Turing Award winner and Meta's chief AI scientist Yann LeCun offered a new perspective:

"For those who see DeepSeek's performance and think 'China is surpassing the U.S. in AI,' your interpretation is wrong. The correct interpretation should be, 'Open-source models are surpassing proprietary models.'"

DeepMind CEO Demis Hassabis's evaluation revealed a hint of concern:

"The achievements of DeepSeek are impressive. I think we need to consider how to maintain the lead of Western frontier models. I believe the West is still ahead, but it is certain that China has extremely strong engineering and scaling capabilities."

Microsoft CEO Satya Nadella stated at the World Economic Forum in Davos, Switzerland, that DeepSeek has effectively developed an open-source model that not only performs excellently in inference calculations but also has extremely high supercomputing efficiency.

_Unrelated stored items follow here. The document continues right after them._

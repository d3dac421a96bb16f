use anyhow::Result;
use colored::Colorize;
use match_market::TargetSelection;
use serde::Serialize;
use std::io::Write;
use std::time::Duration;

/// One evaluated scenario under one seed.
#[derive(Debug, Clone, Serialize)]
pub struct EvaluationRecord {
    pub scenario: String,
    pub seed: u64,
    pub opponent_strategy: &'static str,
    pub opponents: usize,
    pub duration_ms: u128,
    pub selection: TargetSelection,
}

impl EvaluationRecord {
    #[must_use]
    pub fn new(
        scenario: &str,
        seed: u64,
        opponent_strategy: &'static str,
        opponents: usize,
        duration: Duration,
        selection: TargetSelection,
    ) -> Self {
        Self {
            scenario: scenario.to_string(),
            seed,
            opponent_strategy,
            opponents,
            duration_ms: duration.as_millis(),
            selection,
        }
    }

    fn best_label(&self) -> String {
        self.selection
            .best_target
            .map_or_else(|| "never matched".to_string(), |u| u.to_string())
    }

    fn targets_label(&self) -> String {
        self.selection
            .targets
            .iter()
            .map(ToString::to_string)
            .collect::<Vec<_>>()
            .join(", ")
    }
}

pub fn generate_console_report(
    writer: &mut dyn Write,
    records: &[EvaluationRecord],
    total_duration: Duration,
) -> Result<()> {
    writeln!(writer)?;
    writeln!(writer, "{}", "📊 Target Selection Summary".bright_cyan().bold())?;
    writeln!(writer, "{}", "===========================".cyan())?;
    writeln!(writer, "Evaluations: {}", records.len())?;
    writeln!(writer, "Total time: {total_duration:?}")?;
    writeln!(writer)?;

    for record in records {
        let tally = &record.selection.tally;
        writeln!(
            writer,
            "{} seed {}",
            record.scenario.bold(),
            record.seed.to_string().yellow()
        )?;
        writeln!(
            writer,
            "   Opponents: {} ({})",
            record.opponents, record.opponent_strategy
        )?;
        writeln!(
            writer,
            "   Trials: {} | matched {:.1}%",
            tally.trials(),
            tally.match_rate() * 100.0
        )?;
        let best = record.best_label();
        if record.selection.best_target.is_some() {
            writeln!(writer, "   Best target: {}", best.green())?;
        } else {
            writeln!(writer, "   Best target: {}", best.red())?;
        }
        writeln!(
            writer,
            "   Window: starts at rank {} -> [{}]",
            record.selection.window_start,
            record.targets_label()
        )?;
        writeln!(writer, "   Duration: {}ms", record.duration_ms)?;
        writeln!(writer)?;
    }
    Ok(())
}

pub fn generate_json_report(writer: &mut dyn Write, records: &[EvaluationRecord]) -> Result<()> {
    let json_output = serde_json::to_string_pretty(records)?;
    writeln!(writer, "{json_output}")?;
    Ok(())
}

pub fn generate_markdown_report(
    writer: &mut dyn Write,
    records: &[EvaluationRecord],
) -> Result<()> {
    writeln!(writer, "# Match Market Target Selection\n")?;
    writeln!(
        writer,
        "| Scenario | Seed | Opponents | Trials | Match rate | Best | Window start | Targets |"
    )?;
    writeln!(writer, "|---|---|---|---|---|---|---|---|")?;
    for record in records {
        let tally = &record.selection.tally;
        writeln!(
            writer,
            "| {} | {} | {} ({}) | {} | {:.1}% | {} | {} | {} |",
            record.scenario,
            record.seed,
            record.opponents,
            record.opponent_strategy,
            tally.trials(),
            tally.match_rate() * 100.0,
            record.best_label(),
            record.selection.window_start,
            record.targets_label()
        )?;
    }
    Ok(())
}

He emphasized that Microsoft must respond to China's groundbreaking advancements with the utmost seriousness.

Meta CEO Mark Zuckerberg's evaluation was even more in-depth; he noted that the technical strength and performance demonstrated by DeepSeek are impressive and pointed out that the AI gap between China and the U.S. has become negligible, making the competition increasingly fierce due to China's full-speed sprint.

Reactions from competitors may be the best recognition for DeepSeek. According to Meta employees' revelations on the anonymous workplace community TeamBlind, the emergence of DeepSeek-V3 and R1 has thrown Meta's generative AI team into a panic.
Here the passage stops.